I think a better comparison would be to realize that most teachers are paid more than the city employees who collect their trash.
In the debate over teacher salaries, teachers ask that we compare their salaries to those of professionals like engineers. The problem is that teachers have chosen for themselves a salary model better suited to carpenters, waiters and sanitation workers. Teachers have chosen to be unionized.
When teachers compare themselves to other professionals they almost always choose professions that are not unionized. Accountants, engineers, computer programmers; these professions all have similar education requirements yet all receive higher compensation than teachers.
There are benefits to the unionized compensation model. Teachers have a high degree of job security that increases with seniority. In my professional position I have not had a raise since 9/11, yet Iowa teachers continue to receive raises during difficult economic times. A significant amount of my compensation consists of a bonus based on company earnings, during lean times I receive no bonus which amounts to a pay cut.
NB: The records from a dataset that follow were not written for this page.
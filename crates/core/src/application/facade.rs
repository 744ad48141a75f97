// ErrorCat facade - process entry point wrapping one reporter

use std::sync::Arc;
use tokio::runtime::Handle;
use tokio::task::JoinHandle;
use tracing::{error, warn};

use super::reporter::{Reporter, SinkReporter};
use crate::config::ReporterConfig;
use crate::domain::ReportableError;
use crate::error::{ReportError, Result};
use crate::port::{DisabledSink, ReportSink};

/// Entry point applications hold (and pass around) to report errors.
///
/// # Example
/// ```text
/// let cat = ErrorCat::from_sink(Arc::new(rollbar_sink));
///
/// // await the outcome
/// cat.report(Some(&err)).await?;
///
/// // report in the background and keep propagating
/// let value = do_work().or_else(|e| cat.catch(e))?;
/// ```
#[derive(Clone)]
pub struct ErrorCat {
    reporter: Arc<dyn Reporter>,
}

impl ErrorCat {
    pub fn new(reporter: Arc<dyn Reporter>) -> Self {
        Self { reporter }
    }

    /// Facade over `sink` with a minimum level of `error`
    pub fn from_sink(sink: Arc<dyn ReportSink>) -> Self {
        Self::with_config(sink, ReporterConfig::default())
    }

    pub fn with_config(sink: Arc<dyn ReportSink>, config: ReporterConfig) -> Self {
        Self::new(Arc::new(SinkReporter::new(sink, config)))
    }

    pub fn reporter(&self) -> &Arc<dyn Reporter> {
        &self.reporter
    }

    /// Swap the reporting delegate
    pub fn set_reporter(&mut self, reporter: Arc<dyn Reporter>) {
        self.reporter = reporter;
    }

    /// Report an error and wait for the sink's answer
    pub async fn report(&self, error: Option<&ReportableError>) -> Result<()> {
        self.reporter.report(error).await
    }

    /// Callback adapter over [`report`](Self::report).
    ///
    /// The report runs as a task on the current tokio runtime and `callback`
    /// receives its outcome. Without a runtime the callback is invoked
    /// immediately with [`ReportError::Task`] and `None` is returned.
    pub fn report_with_callback<F>(
        &self,
        error: Option<ReportableError>,
        callback: F,
    ) -> Option<JoinHandle<()>>
    where
        F: FnOnce(Result<()>) + Send + 'static,
    {
        let Ok(handle) = Handle::try_current() else {
            warn!("No tokio runtime available, report dropped");
            callback(Err(ReportError::Task("no tokio runtime available".to_string())));
            return None;
        };

        let reporter = Arc::clone(&self.reporter);
        Some(handle.spawn(async move {
            let outcome = reporter.report(error.as_ref()).await;
            callback(outcome);
        }))
    }

    /// Fire-and-forget report, then hand the same error back as `Err` so the
    /// caller keeps propagating it.
    ///
    /// ```text
    /// let job = parse_job(raw).or_else(|e| cat.catch(e))?;
    /// ```
    pub fn catch<T>(&self, error: ReportableError) -> std::result::Result<T, ReportableError> {
        self.report_with_callback(Some(error.clone()), |outcome| {
            if let Err(e) = outcome {
                warn!(error = %e, "Background report failed");
            }
        });
        Err(error)
    }

    /// Report `error`, then continue the pipeline with `next`.
    ///
    /// `next` receives the original error when reporting succeeded (or was
    /// skipped), or a critical "Unable to report" error referencing the sink
    /// failure when it did not. `context` is handed to `next` untouched.
    pub async fn report_and_continue<C, F, R>(
        &self,
        error: ReportableError,
        context: C,
        next: F,
    ) -> R
    where
        F: FnOnce(ReportableError, C) -> R,
    {
        match self.report(Some(&error)).await {
            Ok(()) => next(error, context),
            Err(report_err) => {
                error!(
                    error = %report_err,
                    original = %error,
                    "Unable to report error, continuing with reporting failure"
                );
                next(ReportableError::reporting_failed(&report_err), context)
            }
        }
    }
}

impl Default for ErrorCat {
    /// Facade with no sink configured: every report is skipped
    fn default() -> Self {
        Self::from_sink(Arc::new(DisabledSink))
    }
}
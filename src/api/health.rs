//! Health check endpoints

use axum::{extract::State, Json};
use serde::Serialize;
use utoipa::ToSchema;

use crate::{error::AppResult, AppState};

#[derive(Serialize, ToSchema)]
pub struct HealthResponse {
    /// Current status of the service
    pub status: String,
    /// Version of the service
    pub version: String,
}

/// Health check endpoint
#[utoipa::path(
    get,
    path = "/health",
    tag = "health",
    responses(
        (status = 200, description = "Service is healthy", body = HealthResponse)
    )
)]
pub async fn health_check() -> Json<HealthResponse> {
    Json(HealthResponse {
        status: "healthy".to_string(),
        version: env!("CARGO_PKG_VERSION").to_string(),
    })
}

/// Readiness check endpoint (checks store connectivity)
#[utoipa::path(
    get,
    path = "/ready",
    tag = "health",
    responses(
        (status = 200, description = "Service is ready", body = HealthResponse),
        (status = 500, description = "Store unreachable")
    )
)]
pub async fn readiness_check(State(state): State<AppState>) -> AppResult<Json<HealthResponse>> {
    state.services.store().ping().await?;
    Ok(Json(HealthResponse {
        status: "ready".to_string(),
        version: env!("CARGO_PKG_VERSION").to_string(),
    }))
}
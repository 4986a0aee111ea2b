//! Member registry endpoints

use axum::{
    extract::{Path, State},
    http::StatusCode,
    Json,
};

use crate::{
    error::AppResult,
    models::{Member, MemberInput},
    AppState,
};

/// List all members
#[utoipa::path(
    get,
    path = "/members",
    tag = "members",
    responses(
        (status = 200, description = "All members", body = Vec<Member>)
    )
)]
pub async fn list_members(State(state): State<AppState>) -> AppResult<Json<Vec<Member>>> {
    let members = state.services.members.list_members().await?;
    Ok(Json(members))
}

/// Get member details
#[utoipa::path(
    get,
    path = "/members/{id}",
    tag = "members",
    params(
        ("id" = i32, Path, description = "Member ID")
    ),
    responses(
        (status = 200, description = "Member details", body = Member),
        (status = 404, description = "Member not found")
    )
)]
pub async fn get_member(State(state): State<AppState>, Path(id): Path<i32>) -> AppResult<Json<Member>> {
    let member = state.services.members.get_member(id).await?;
    Ok(Json(member))
}

/// Register a member
#[utoipa::path(
    post,
    path = "/members",
    tag = "members",
    request_body = MemberInput,
    responses(
        (status = 201, description = "Member created", body = Member),
        (status = 400, description = "Invalid input")
    )
)]
pub async fn create_member(
    State(state): State<AppState>,
    Json(input): Json<MemberInput>,
) -> AppResult<(StatusCode, Json<Member>)> {
    let member = state.services.members.create_member(input).await?;
    Ok((StatusCode::CREATED, Json(member)))
}

/// Update a member's contact details
#[utoipa::path(
    put,
    path = "/members/{id}",
    tag = "members",
    params(
        ("id" = i32, Path, description = "Member ID")
    ),
    request_body = MemberInput,
    responses(
        (status = 200, description = "Member updated", body = Member),
        (status = 400, description = "Invalid input"),
        (status = 404, description = "Member not found")
    )
)]
pub async fn update_member(
    State(state): State<AppState>,
    Path(id): Path<i32>,
    Json(input): Json<MemberInput>,
) -> AppResult<Json<Member>> {
    let member = state.services.members.update_member(id, input).await?;
    Ok(Json(member))
}

/// Delete a member
#[utoipa::path(
    delete,
    path = "/members/{id}",
    tag = "members",
    params(
        ("id" = i32, Path, description = "Member ID")
    ),
    responses(
        (status = 204, description = "Member deleted"),
        (status = 404, description = "Member not found"),
        (status = 409, description = "Member has transactions")
    )
)]
pub async fn delete_member(State(state): State<AppState>, Path(id): Path<i32>) -> AppResult<StatusCode> {
    state.services.members.delete_member(id).await?;
    Ok(StatusCode::NO_CONTENT)
}
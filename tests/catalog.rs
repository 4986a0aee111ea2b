mod common;

use chrono::Duration;

use common::{book_input, library, member_input, money};
use shelfkeeper_server::{
    models::{BookSearch, IssueBook, ReturnBook},
    AppError,
};

fn issue(book_id: &str, member_id: i32) -> IssueBook {
    IssueBook {
        book_id: book_id.to_string(),
        member_id,
        per_day_fee: money(4),
    }
}

#[tokio::test]
async fn new_book_has_every_copy_on_the_shelf() {
    let lib = library();
    let book = lib.services.catalog.create_book(book_input("B7", 4)).await.unwrap();

    assert_eq!(book.total_quantity, 4);
    assert_eq!(book.available_quantity, 4);
    assert_eq!(book.rented_count, 0);
    assert_eq!(lib.services.catalog.get_book("B7").await.unwrap(), book);
}

#[tokio::test]
async fn duplicate_book_id_is_rejected() {
    let lib = library();
    let s = &lib.services;
    s.catalog.create_book(book_input("B1", 1)).await.unwrap();
    s.catalog.create_book(book_input("B2", 1)).await.unwrap();

    let err = s.catalog.create_book(book_input("B1", 3)).await.unwrap_err();
    assert!(matches!(err, AppError::State(_)));
    assert_eq!(s.catalog.get_book("B1").await.unwrap().total_quantity, 1);

    let err = s.catalog.update_book("B2", book_input("B1", 2)).await.unwrap_err();
    assert!(matches!(err, AppError::State(_)));
    assert!(s.catalog.get_book("B2").await.is_ok());
}

#[tokio::test]
async fn invalid_book_input_is_rejected() {
    let lib = library();
    let mut input = book_input("B1", 0);
    let err = lib.services.catalog.create_book(input.clone()).await.unwrap_err();
    assert!(matches!(err, AppError::Validation(_)));

    input.total_quantity = 2;
    input.isbn = "123".to_string();
    let err = lib.services.catalog.create_book(input).await.unwrap_err();
    assert!(matches!(err, AppError::Validation(_)));

    assert!(lib.services.catalog.list_books().await.unwrap().is_empty());
}

#[tokio::test]
async fn editing_total_keeps_issued_copies_issued() {
    let lib = library();
    let s = &lib.services;
    s.catalog.create_book(book_input("B1", 5)).await.unwrap();
    let member = s.members.create_member(member_input("Ada")).await.unwrap();
    s.circulation.issue_book(issue("B1", member.id)).await.unwrap();
    s.circulation.issue_book(issue("B1", member.id)).await.unwrap();

    let book = s.catalog.update_book("B1", book_input("B1", 8)).await.unwrap();
    assert_eq!(book.total_quantity, 8);
    assert_eq!(book.available_quantity, 6);
    assert_eq!(book.rented_count, 2);

    let book = s.catalog.update_book("B1", book_input("B1", 2)).await.unwrap();
    assert_eq!(book.available_quantity, 0);

    let err = s.catalog.update_book("B1", book_input("B1", 1)).await.unwrap_err();
    assert!(matches!(err, AppError::Validation(_)));
    assert_eq!(s.catalog.get_book("B1").await.unwrap().total_quantity, 2);
}

#[tokio::test]
async fn renaming_a_book_carries_its_transactions() {
    let lib = library();
    let s = &lib.services;
    s.catalog.create_book(book_input("OLD", 2)).await.unwrap();
    let member = s.members.create_member(member_input("Eve")).await.unwrap();
    let t = s.circulation.issue_book(issue("OLD", member.id)).await.unwrap();

    s.catalog.update_book("OLD", book_input("NEW", 2)).await.unwrap();

    let err = s.catalog.get_book("OLD").await.unwrap_err();
    assert!(matches!(err, AppError::NotFound(_)));
    assert_eq!(s.circulation.get_transaction(t.id).await.unwrap().book_id, "NEW");

    lib.clock.advance(Duration::days(1));
    let receipt = s
        .circulation
        .return_book(t.id, ReturnBook { amount_paid: money(4) })
        .await
        .unwrap();
    assert_eq!(receipt.book.id, "NEW");
    assert_eq!(receipt.book.available_quantity, 2);
}

#[tokio::test]
async fn books_with_history_cannot_be_deleted() {
    let lib = library();
    let s = &lib.services;
    s.catalog.create_book(book_input("B1", 1)).await.unwrap();
    s.catalog.create_book(book_input("B2", 1)).await.unwrap();
    let member = s.members.create_member(member_input("Max")).await.unwrap();
    s.circulation.issue_book(issue("B1", member.id)).await.unwrap();

    let err = s.catalog.delete_book("B1").await.unwrap_err();
    assert!(matches!(err, AppError::State(_)));
    assert!(s.catalog.get_book("B1").await.is_ok());

    s.catalog.delete_book("B2").await.unwrap();
    let err = s.catalog.delete_book("B2").await.unwrap_err();
    assert!(matches!(err, AppError::NotFound(_)));
}

#[tokio::test]
async fn search_matches_title_or_author_ignoring_case() {
    let lib = library();
    let s = &lib.services;
    let mut dune = book_input("D1", 1);
    dune.title = "Dune Messiah".to_string();
    dune.author = "Frank Herbert".to_string();
    s.catalog.create_book(dune).await.unwrap();
    let mut hobbit = book_input("H1", 1);
    hobbit.title = "The Hobbit".to_string();
    hobbit.author = "J.R.R. Tolkien".to_string();
    s.catalog.create_book(hobbit).await.unwrap();

    let found = s
        .catalog
        .search_books(&BookSearch {
            title: Some("messIAH".to_string()),
            author: None,
        })
        .await
        .unwrap();
    assert_eq!(found.iter().map(|b| b.id.as_str()).collect::<Vec<_>>(), ["D1"]);

    let found = s
        .catalog
        .search_books(&BookSearch {
            title: Some("dune".to_string()),
            author: Some("tolkien".to_string()),
        })
        .await
        .unwrap();
    assert_eq!(found.len(), 2);

    let found = s
        .catalog
        .search_books(&BookSearch {
            title: Some("100%".to_string()),
            author: None,
        })
        .await
        .unwrap();
    assert!(found.is_empty());

    let err = s.catalog.search_books(&BookSearch::default()).await.unwrap_err();
    assert!(matches!(err, AppError::Validation(_)));
}

#[tokio::test]
async fn member_contact_rules() {
    let lib = library();
    let s = &lib.services;

    let mut bad_phone = member_input("Jo");
    bad_phone.phone = "12345".to_string();
    let err = s.members.create_member(bad_phone).await.unwrap_err();
    assert!(matches!(err, AppError::Validation(_)));

    let mut bad_email = member_input("Jo");
    bad_email.email = "not-an-email".to_string();
    let err = s.members.create_member(bad_email).await.unwrap_err();
    assert!(matches!(err, AppError::Validation(_)));

    let member = s.members.create_member(member_input("Jo")).await.unwrap();
    assert_eq!(member.outstanding_debt(), money(0));
    assert_eq!(member.amount_spent(), money(0));
    assert_eq!(s.members.list_members().await.unwrap().len(), 1);
}

#[tokio::test]
async fn member_update_leaves_balances_alone() {
    let lib = library();
    let s = &lib.services;
    s.catalog.create_book(book_input("B1", 1)).await.unwrap();
    let member = s.members.create_member(member_input("Lee")).await.unwrap();
    let t = s.circulation.issue_book(issue("B1", member.id)).await.unwrap();
    lib.clock.advance(Duration::days(2));
    s.circulation
        .return_book(t.id, ReturnBook { amount_paid: money(5) })
        .await
        .unwrap();

    let mut contact = member_input("Lee Ann");
    contact.phone = "9876543210".to_string();
    let updated = s.members.update_member(member.id, contact).await.unwrap();

    assert_eq!(updated.name, "Lee Ann");
    assert_eq!(updated.phone, "9876543210");
    assert_eq!(updated.outstanding_debt(), money(3));
    assert_eq!(updated.amount_spent(), money(5));

    let err = s
        .members
        .update_member(member.id + 1, member_input("Ghost"))
        .await
        .unwrap_err();
    assert!(matches!(err, AppError::NotFound(_)));
}

#[tokio::test]
async fn members_with_history_cannot_be_deleted() {
    let lib = library();
    let s = &lib.services;
    s.catalog.create_book(book_input("B1", 1)).await.unwrap();
    let busy = s.members.create_member(member_input("Busy")).await.unwrap();
    let idle = s.members.create_member(member_input("Idle")).await.unwrap();
    s.circulation.issue_book(issue("B1", busy.id)).await.unwrap();

    let err = s.members.delete_member(busy.id).await.unwrap_err();
    assert!(matches!(err, AppError::State(_)));

    s.members.delete_member(idle.id).await.unwrap();
    let err = s.members.get_member(idle.id).await.unwrap_err();
    assert!(matches!(err, AppError::NotFound(_)));
}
The difference is that in all these professions, salary is based on merit. As a professional I command a salary based on my abilities. In return I run the risk that if my performance decreases I could be let go. Most professionals in Iowa are either self-employed or ‘at-will’ employees who could be terminated even with out cause.
Teachers have chosen the same compensation model as sanitation workers and hotel bellmen. If teachers want to be treated and paid like professionals, let them adopt a professional compensation model. The problem is that teachers and their unions oppose merit pay. The argument is that there would be no fair way to rate teacher performance; reviews they say would be subjective. Ask any engineer, accountant or computer programmer; our reviews are also subjective.
The problem with measuring teacher performance is not that it is impossible — rather that no one has the courage to do so. Ask any teacher, they know the good ones and bad ones in their building. Ask any parent, they know which of their children’s teachers are good and bad. You can even ask any student — they know too. So if the only thing preventing merit pay is evaluating teachers I have a solution — I’ll volunteer for the job.